Когда мы вошли, от плиты к нам повернулась женщина в темно-синем платье из набивной ткани и длинном белом переднике. Трудно было сказать, сколько ей лет. Волосы стального цвета она убирала от лица и закрепляла гребнями. Лицо ее было не морщинистым, не старым, хотя и не молодым. Женщина оценивающе посмотрела на нас и сказала:
— Садитесь к столу. Вы, наверное, голодны.
Конечно, мы были голодны.
Высокий мужчина тоже сел. Он снял кепку, так что я впервые увидел его лицо. Оно было худым и жестким, с большим крючковатым носом. Руки у него были большие, как лопаты; волосы росли на пальцах и торчали из-под рукавов. А вот на голове у мужчины волос было мало, к тому же под кепкой они слиплись от пота.

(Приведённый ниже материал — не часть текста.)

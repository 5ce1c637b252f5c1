//! Worker Registry (spec §4.2).
//!
//! State lives in the cache under `worker.status.{worker_id}`. Selection
//! policy is any-available: any record whose value is `available` is
//! eligible, picked with a random jitter so that many masters racing the
//! same poll don't pile onto the same worker every time (the spec allows
//! round-robin or hashing here; this crate uses `rand`, already a teacher
//! dependency via `voice::rtp::crypto`).

use rand::seq::SliceRandom;

use crate::cache::{keys, Cache};
use crate::constants::WORKER_STATUS_TTL;

/// A worker's liveness/availability record.
#[derive(Debug, Clone, Copy, PartialEq, Eq)]
pub enum Status {
    Available,
    Busy,
    Offline,
}

impl Status {
    fn as_str(&self) -> &'static str {
        match self {
            Status::Available => "available",
            Status::Busy => "busy",
            Status::Offline => "offline",
        }
    }

    fn parse(s: &str) -> Option<Status> {
        match s {
            "available" => Some(Status::Available),
            "busy" => Some(Status::Busy),
            "offline" => Some(Status::Offline),
            _ => None,
        }
    }
}

/// A handle to the worker registry.
#[derive(Clone)]
pub struct Registry {
    cache: Cache,
}

impl Registry {
    pub fn new(cache: Cache) -> Registry {
        Registry { cache }
    }

    /// `Heartbeat(worker_id, status, ttl=2m)`. Per the resolved open
    /// question in spec §9, the worker writes its *actual* status: `busy`
    /// while a session is running, `available` otherwise.
    pub async fn heartbeat(&self, worker_id: &str, status: Status) -> Result<(), redis::RedisError> {
        self.cache
            .set(&keys::worker_status(worker_id), status.as_str(), Some(WORKER_STATUS_TTL))
            .await
    }

    /// `MarkBusy(worker_id)`, with a short TTL (finalized by the worker's own
    /// heartbeat on accept).
    pub async fn mark_busy(&self, worker_id: &str, ttl: std::time::Duration) -> Result<(), redis::RedisError> {
        self.cache
            .set(&keys::worker_status(worker_id), Status::Busy.as_str(), Some(ttl))
            .await
    }

    /// `MarkAvailable(worker_id)`.
    pub async fn mark_available(&self, worker_id: &str) -> Result<(), redis::RedisError> {
        self.heartbeat(worker_id, Status::Available).await
    }

    /// Reads a single worker's status. Absence means offline.
    pub async fn status(&self, worker_id: &str) -> Result<Status, redis::RedisError> {
        match self.cache.get(&keys::worker_status(worker_id)).await? {
            Some(raw) => Ok(Status::parse(&raw).unwrap_or(Status::Offline)),
            None => Ok(Status::Offline),
        }
    }

    /// `Pick(): worker_id | none`. Scans the known worker id set and returns
    /// any one currently `available`, picked uniformly at random among the
    /// eligible set. `known_worker_ids` is the static pool configured for
    /// this deployment (the registry itself holds no durable membership).
    pub async fn pick(&self, known_worker_ids: &[String]) -> Result<Option<String>, redis::RedisError> {
        let mut available = Vec::new();
        for worker_id in known_worker_ids {
            if self.status(worker_id).await? == Status::Available {
                available.push(worker_id.clone());
            }
        }

        Ok(available.choose(&mut rand::thread_rng()).cloned())
    }
}

#[cfg(test)]
mod tests {
    use super::*;

    #[test]
    fn status_round_trips() {
        for status in [Status::Available, Status::Busy, Status::Offline] {
            assert_eq!(Status::parse(status.as_str()), Some(status));
        }
    }

    #[test]
    fn unknown_status_string_is_none() {
        assert_eq!(Status::parse("zzz"), None);
    }
}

Женщина поставила на стол четыре исходящих паром тарелки. В них было мясо в соусе, на поверхности которого плавал жир, и картошка, разваренная до неузнаваемости. Мужчина закрыл глаза и пробормотал что-то на языке, которого я не знал. Потом он начал есть и обратился к нам по-английски:
— Меня зовут Дональд Шеймус. Это моя сестра Мэри-Энн. Для вас мы мистер и мисс Джиллис. Это наш дом, теперь он и ваш тоже. Забудьте, откуда вы приехали. Это история. Отныне вы Дональд Джон и Дональд Питер Джиллис и должны делать все, что вам говорят. Иначе пожалеете, что на свет родились!
Дональд Шеймус зачерпнул вилкой еду, положил в рот и, пока жевал, поглядел на сестру. Она сидела, ничего не замечая. Дональд снова повернулся к нам:
— В этом доме говорят на гэльском. Лучше вам выучить его поскорее. Скажете при мне хоть слово по-английски — буду считать, что вы ничего не говорили. Так поступают с беднягами, которые говорят по-гэльски в английском суде. Вам все понятно?

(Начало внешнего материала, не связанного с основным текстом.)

//! Crate-wide constants.

use tokio::time::Duration;

/// Worker availability TTL (§3 Worker Availability Record).
pub const WORKER_STATUS_TTL: Duration = Duration::from_secs(120);

/// Interval between worker heartbeats.
pub const HEARTBEAT_INTERVAL: Duration = Duration::from_secs(60);

/// TTL applied to a `busy` mark made optimistically by the master between
/// `Pick` and `Enqueue` (§4.8); the worker's own heartbeat supersedes it.
pub const MASTER_BUSY_TTL: Duration = Duration::from_secs(15);

/// Total session wall-clock budget (§4.5).
pub const SESSION_TOTAL_TIMEOUT: Duration = Duration::from_secs(60 * 60);

/// Inactivity budget, reset on every user interaction (§4.5).
pub const SESSION_INACTIVITY_TIMEOUT: Duration = Duration::from_secs(20 * 60);

/// Granularity of the inactivity timer tick.
pub const INACTIVITY_TICK: Duration = Duration::from_secs(30);

/// Cap on waiting for the voice connection to become ready after join.
pub const VOICE_JOIN_TIMEOUT: Duration = Duration::from_secs(10);

/// Poll interval while waiting for voice readiness.
pub const VOICE_JOIN_POLL: Duration = Duration::from_millis(100);

/// Cap on waiting for a graceful voice disconnect during cleanup.
pub const VOICE_DISCONNECT_TIMEOUT: Duration = Duration::from_secs(5);

/// Quiescence delay before auto-advancing S3.EVENT to S3.DONE (§9 open
/// question; 2s chosen, within the specified [1s, 5s] range).
pub const EVENT_QUIESCENCE_DELAY: Duration = Duration::from_secs(2);

/// Retry cap for a worker re-enqueuing a task it received while busy (§4.8).
pub const DUPLICATE_TASK_RETRY_LIMIT: u32 = 3;

/// Delay before a re-enqueued duplicate task is retried.
pub const DUPLICATE_TASK_RETRY_DELAY: Duration = Duration::from_millis(500);

/// Voice channel bitrate for onboarding channels, in bits per second.
pub const ONBOARDING_CHANNEL_BITRATE: u32 = 96_000;

/// Voice channel user limit for onboarding channels.
pub const ONBOARDING_CHANNEL_USER_LIMIT: u32 = 2;

/// Blocking timeout passed to the task queue's `BRPOP`.
pub const QUEUE_DEQUEUE_TIMEOUT: Duration = Duration::from_secs(5);

/// Number of scripted top-level steps (Step 1 through Step 7).
pub const STEP_COUNT: u8 = 7;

Я кивнул. Питер взглянул на меня, ожидая одобрения, и тоже кивнул. Я понятия не имел, что такое гэльский и я как я смогу на нем говорить. Но я ничего не сказал.

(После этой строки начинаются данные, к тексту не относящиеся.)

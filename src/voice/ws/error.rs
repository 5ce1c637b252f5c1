//! Connection error.

use std::fmt::{self, Debug, Display, Formatter};
use tungstenite::error::{Error as WsError, ProtocolError as WsProtocolError};
use tungstenite::protocol::frame::{coding::CloseCode, CloseFrame};

use super::rtp::IpDiscoveryError;

/// Connection error.
#[derive(Debug)]
pub enum Error {
    Api(ApiError),
    Closed(Option<CloseFrame<'static>>),
    Protocol(ProtocolError),
    Ws(WsError),
    Io(std::io::Error),
    IpDiscovery(IpDiscoveryError),
}

impl Error {
    /// Checks if the error was a result of being disconnected gracefully.
    pub fn disconnected(&self) -> bool {
        match self {
            Error::Api(err) => matches!(err.code, Code::Disconnected),
            _ => false,
        }
    }

    /// Checks if we can safely resume after an error.
    pub fn can_resume(&self) -> bool {
        match self {
            Error::Api(err) => matches!(err.code, Code::VoiceServerCrashed),
            Error::Ws(WsError::Protocol(p)) => {
                matches!(p, WsProtocolError::ResetWithoutClosingHandshake)
            }
            _ => false,
        }
    }
}

impl Display for Error {
    fn fmt(&self, f: &mut Formatter) -> fmt::Result {
        match self {
            Error::Api(err) => Display::fmt(err, f),
            Error::Ws(err) => Display::fmt(err, f),
            Error::Io(err) => Display::fmt(err, f),
            Error::Closed(err) => Debug::fmt(err, f),
            Error::IpDiscovery(err) => Display::fmt(err, f),
            Error::Protocol(err) => Display::fmt(err, f),
        }
    }
}

impl From<tungstenite::error::Error> for Error {
    fn from(err: tungstenite::error::Error) -> Error {
        match err {
            tungstenite::error::Error::Io(err) => Error::Io(err),
            err => Error::Ws(err),
        }
    }
}

impl From<std::io::Error> for Error {
    fn from(err: std::io::Error) -> Error {
        Error::Io(err)
    }
}

impl From<IpDiscoveryError> for Error {
    fn from(err: IpDiscoveryError) -> Error {
        Error::IpDiscovery(err)
    }
}

impl std::error::Error for Error {
    fn source(&self) -> Option<&(dyn std::error::Error + 'static)> {
        match self {
            Error::Api(err) => Some(err),
            Error::Ws(err) => Some(err),
            Error::Protocol(err) => Some(err),
            _ => None,
        }
    }
}

/// Websocket protocol error.
#[derive(Debug)]
pub enum ProtocolError {
    /// Payload failed to decode.
    ///
    /// Contains the original payload.
    Deser(serde_json::Error, String),
    /// Payload failed to encode
    Ser(serde_json::Error),
    /// The server returned an unsupported encryption mode.
    UnsupportedEncryptionMode(super::payload::EncryptionMode),
    /// The server returned a payload without a valid opcode.
    MissingOpcode,
}

impl Display for ProtocolError {
    fn fmt(&self, f: &mut Formatter) -> fmt::Result {
        match self {
            ProtocolError::Deser(err, msg) => {
                write!(f, "failed to parse message \"{}\": {}", msg, err)
            }
            ProtocolError::Ser(err) => {
                write!(f, "failed to create json: {}", err)
            }
            ProtocolError::UnsupportedEncryptionMode(mode) => {
                write!(f, "unsupported encryption mode \"{}\"", mode)
            }
            ProtocolError::MissingOpcode => {
                write!(f, "payload missing opcode")
            }
        }
    }
}

impl std::error::Error for ProtocolError {
    fn source(&self) -> Option<&(dyn std::error::Error + 'static)> {
        match self {
            ProtocolError::Deser(err, _) => Some(err),
            ProtocolError::Ser(err) => Some(err),
            _ => None,
        }
    }
}

/// Api error.
#[derive(Clone, Debug)]
pub struct ApiError {
    pub code: Code,
    pub message: String,
}

impl Display for ApiError {
    fn fmt(&self, f: &mut Formatter) -> fmt::Result {
        write!(f, "#{}: {}", self.code as u16, self.message)
    }
}

impl std::error::Error for ApiError {}

/// Api error code.
#[derive(Clone, Copy, Debug)]
#[repr(u16)]
pub enum Code {
    UnknownOpcode = 4001,
    BadPayload = 4002,
    NotAuthenticated = 4003,
    AuthenticationFailed = 4004,
    AlreadyAuthenticated = 4005,
    InvalidSession = 4006,
    SessionTimeout = 4009,
    ServerNotFound = 4011,
    UnknownProtocol = 4012,
    Disconnected = 4014,
    VoiceServerCrashed = 4015,
    UnknownEncryption = 4016,
}

impl Code {
    pub fn from_code(code: CloseCode) -> Option<Code> {
        match code.into() {
            4001 => Some(Code::UnknownOpcode),
            4002 => Some(Code::BadPayload),
            4003 => Some(Code::NotAuthenticated),
            4004 => Some(Code::AuthenticationFailed),
            4005 => Some(Code::AlreadyAuthenticated),
            4006 => Some(Code::InvalidSession),
            4009 => Some(Code::SessionTimeout),
            4011 => Some(Code::ServerNotFound),
            4012 => Some(Code::UnknownProtocol),
            4014 => Some(Code::Disconnected),
            4015 => Some(Code::VoiceServerCrashed),
            4016 => Some(Code::UnknownEncryption),
            _ => None,
        }
    }
}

Когда мы закончили есть, Дональд дал мне лопату и сказал:
— Вам надо будет облегчиться, прежде чем идти спать. Можете просто полить вереск. А если приспичит еще чего, выройте себе ямку. Только подальше от дома.
Так нас выставили на улицу, чтобы мы сходили в туалет. Поднялся ветер, по небу летели облака, время от времени закрывая луну. Я повел Питера в сторону от дома, туда, где открывался вид на море. Взял лопату и начал копать яму, думая о том, что нам делать, если пойдет дождь.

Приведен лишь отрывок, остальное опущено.